We benefited enormously from having a very insightful, hard-working, and enthusiastic Program Committee to whom we are most grateful. We learned a lot from the diversity of interests and ideas presented by the members of the committee. These were: Elizabeth Clark, Duke University; Sherman Cochran, Cornell University; Mark U. Edwards, Jr., Harvard Divinity School; Rachel Fuchs, Arizona State University; Evelyn Brooks Higginbotham, then University of Pennsylvania, now Harvard; Marilynn Jo Hitchens, Wheat Ridge High School, Denver, Colorado; Gary Kulik, National Museum of American History; Patrick Manning, Northeastern University; and Francisco A. Scarano, University of Wisconsin at Madison. Robert L. Harris, Jr., Cornell University, and Ann-Louise Shapiro, Wesleyan University, chair and cochair for 1995, also served as important members of the 1994 committee. We want to express our gratitude to Rebecca Hurysz of the University of Rochester who worked tirelessly for the Program Committee throughout our tenure. In addition, Sharon K. Tune, convention director, and James B. Gardner, acting executive director, were extremely helpful and always provided sound and sensible advice. We are in their debt.

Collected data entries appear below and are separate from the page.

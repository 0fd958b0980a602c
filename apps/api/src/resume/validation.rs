//! Advisory checks on entered resume data. Issues never block saving or rendering.

use std::collections::HashSet;

use chrono::NaiveDate;
use serde::{Deserialize, Serialize};

use crate::resume::data::ResumeData;
use crate::resume::sections::SectionKey;

#[derive(Debug, Clone, Serialize, Deserialize, PartialEq)]
#[serde(rename_all = "snake_case")]
pub enum IssueKind {
    InvalidEmail,
    MissingField,
    DateOrder,
    DuplicateCustomId,
}

#[derive(Debug, Clone, Serialize, Deserialize)]
pub struct ValidationIssue {
    pub kind: IssueKind,
    pub section: SectionKey,
    pub index: Option<usize>,
    pub field: String,
    pub message: String,
}

#[derive(Debug, Clone, Default, Serialize, Deserialize)]
pub struct ValidationReport {
    pub issues: Vec<ValidationIssue>,
}

impl ValidationReport {
    pub fn is_clean(&self) -> bool {
        self.issues.is_empty()
    }

    fn push(
        &mut self,
        kind: IssueKind,
        section: SectionKey,
        index: Option<usize>,
        field: &str,
        message: String,
    ) {
        self.issues.push(ValidationIssue {
            kind,
            section,
            index,
            field: field.to_string(),
            message,
        });
    }

    fn require(&mut self, section: SectionKey, index: usize, field: &str, value: Option<&str>) {
        if blank(value) {
            self.push(
                IssueKind::MissingField,
                section,
                Some(index),
                field,
                format!("{} entry {} has no {}", section.title(), index + 1, field),
            );
        }
    }

    fn date_order(
        &mut self,
        section: SectionKey,
        index: usize,
        start: Option<&str>,
        end: Option<&str>,
    ) {
        if let (Some(s), Some(e)) = (start.and_then(parse_date), end.and_then(parse_date)) {
            if e < s {
                self.push(
                    IssueKind::DateOrder,
                    section,
                    Some(index),
                    "endDate",
                    format!(
                        "{} entry {} ends before it starts",
                        section.title(),
                        index + 1
                    ),
                );
            }
        }
    }
}

/// Collects every advisory issue in the resume, in catalog order.
pub fn validate_resume(data: &ResumeData) -> ValidationReport {
    let mut report = ValidationReport::default();

    if let Some(email) = data.personal_info.email() {
        if !looks_like_email(email) {
            report.push(
                IssueKind::InvalidEmail,
                SectionKey::PersonalInfo,
                None,
                "email",
                format!("'{email}' does not look like an email address"),
            );
        }
    }

    for (i, e) in data.experiences.iter().enumerate() {
        report.require(SectionKey::Experiences, i, "company", e.company.as_deref());
        report.require(SectionKey::Experiences, i, "position", e.position.as_deref());
        if !e.current {
            report.date_order(SectionKey::Experiences, i, e.start_date.as_deref(), e.end_date.as_deref());
        }
    }

    for (i, e) in data.education.iter().enumerate() {
        report.require(SectionKey::Education, i, "institution", e.institution.as_deref());
        report.date_order(SectionKey::Education, i, e.start_date.as_deref(), e.end_date.as_deref());
    }

    for (i, s) in data.skills.iter().enumerate() {
        report.require(SectionKey::Skills, i, "name", s.name.as_deref());
    }

    for (i, p) in data.projects.iter().enumerate() {
        report.require(SectionKey::Projects, i, "name", p.name.as_deref());
        report.date_order(SectionKey::Projects, i, p.start_date.as_deref(), p.end_date.as_deref());
    }

    let mut seen = HashSet::new();
    for (i, c) in data.custom_sections.iter().enumerate() {
        if !seen.insert(c.id.as_str()) {
            report.push(
                IssueKind::DuplicateCustomId,
                SectionKey::CustomSections,
                Some(i),
                "id",
                format!("custom section id '{}' is used more than once", c.id),
            );
        }
    }

    for (i, c) in data.certifications.iter().enumerate() {
        report.require(SectionKey::Certifications, i, "name", c.name.as_deref());
    }

    for (i, l) in data.languages.iter().enumerate() {
        report.require(SectionKey::Languages, i, "language", l.language.as_deref());
    }

    for (i, a) in data.awards.iter().enumerate() {
        report.require(SectionKey::Awards, i, "title", a.title.as_deref());
    }

    for (i, v) in data.volunteering.iter().enumerate() {
        report.require(SectionKey::Volunteering, i, "organization", v.organization.as_deref());
        if !v.current {
            report.date_order(SectionKey::Volunteering, i, v.start_date.as_deref(), v.end_date.as_deref());
        }
    }

    report
}

fn blank(value: Option<&str>) -> bool {
    value.map_or(true, |s| s.trim().is_empty())
}

fn looks_like_email(s: &str) -> bool {
    match s.split_once('@') {
        Some((local, domain)) => {
            !local.is_empty()
                && !domain.contains('@')
                && domain.contains('.')
                && !domain.starts_with('.')
                && !domain.ends_with('.')
                && !s.contains(char::is_whitespace)
        }
        None => false,
    }
}

/// Parses `YYYY`, `YYYY-MM` or `YYYY-MM-DD`. Partial dates resolve to the first day.
fn parse_date(s: &str) -> Option<NaiveDate> {
    let s = s.trim();
    if let Ok(d) = NaiveDate::parse_from_str(s, "%Y-%m-%d") {
        return Some(d);
    }
    if let Ok(d) = NaiveDate::parse_from_str(&format!("{s}-01"), "%Y-%m-%d") {
        return Some(d);
    }
    if s.len() == 4 && s.chars().all(|c| c.is_ascii_digit()) {
        return NaiveDate::parse_from_str(&format!("{s}-01-01"), "%Y-%m-%d").ok();
    }
    None
}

The Program Committee, as is customary, sought to have a plenary session that would display the comparative interests of the profession. Sparked by interest in the changes unfolding in Eastern Europe, this year we presented a session entitled “In the Aftermath of Revolution: 1790s, 1950s, and 1990s” that examined political upheavals throughout the world and their subsequent developments. Thus we had presentations by Joyce Appleby, University of California at Los Angeles; Isser Woloch, Columbia University; T. Ivan Berend, of Budapest and University of California at Los Angeles; Martin Maleia, University of California at Berkeley; and John Coatsworth, Harvard University. Frederic E. Wakeman, Jr., University of California at Berkeley, chaired this plenary session. We had hoped that Bronislaw Geremek, the Polish medievalist and leader of Solidarity, and Achille Mbembe, University of Pennsylvania, would also participate. We are most grateful to the panelists for addressing these important issues at a session that drew an audience of several hundred.
After the Program Committee had completed its work, we noted that the distribution of panels both by field and chronology resembled the distribution at the meetings in the mid-1980s. Within these areas, of course, the focus changed somewhat, reflecting the current interests of scholars. The Program Committee itself generated a few sessions. These included sessions on late antiquity, an area that had been underrepresented at previous meetings, and one on environmental history that drew an audience of over one hundred. We were especially pleased to be able to present as many panels as we did on teaching. Indeed these sessions drew several hundred participants. It is clear that there is significant interest in teaching as well as in preparation for the profession as indicated in the job market. Finally, in reviewing the reports of sessions, we were struck that many sessions that were sharply focused seemed to draw an enthusiastic response and discussion. While we continue to believe that the AHA program should include panels with broader comparative themes, it should also reflect the subdisciplinary interests of its members.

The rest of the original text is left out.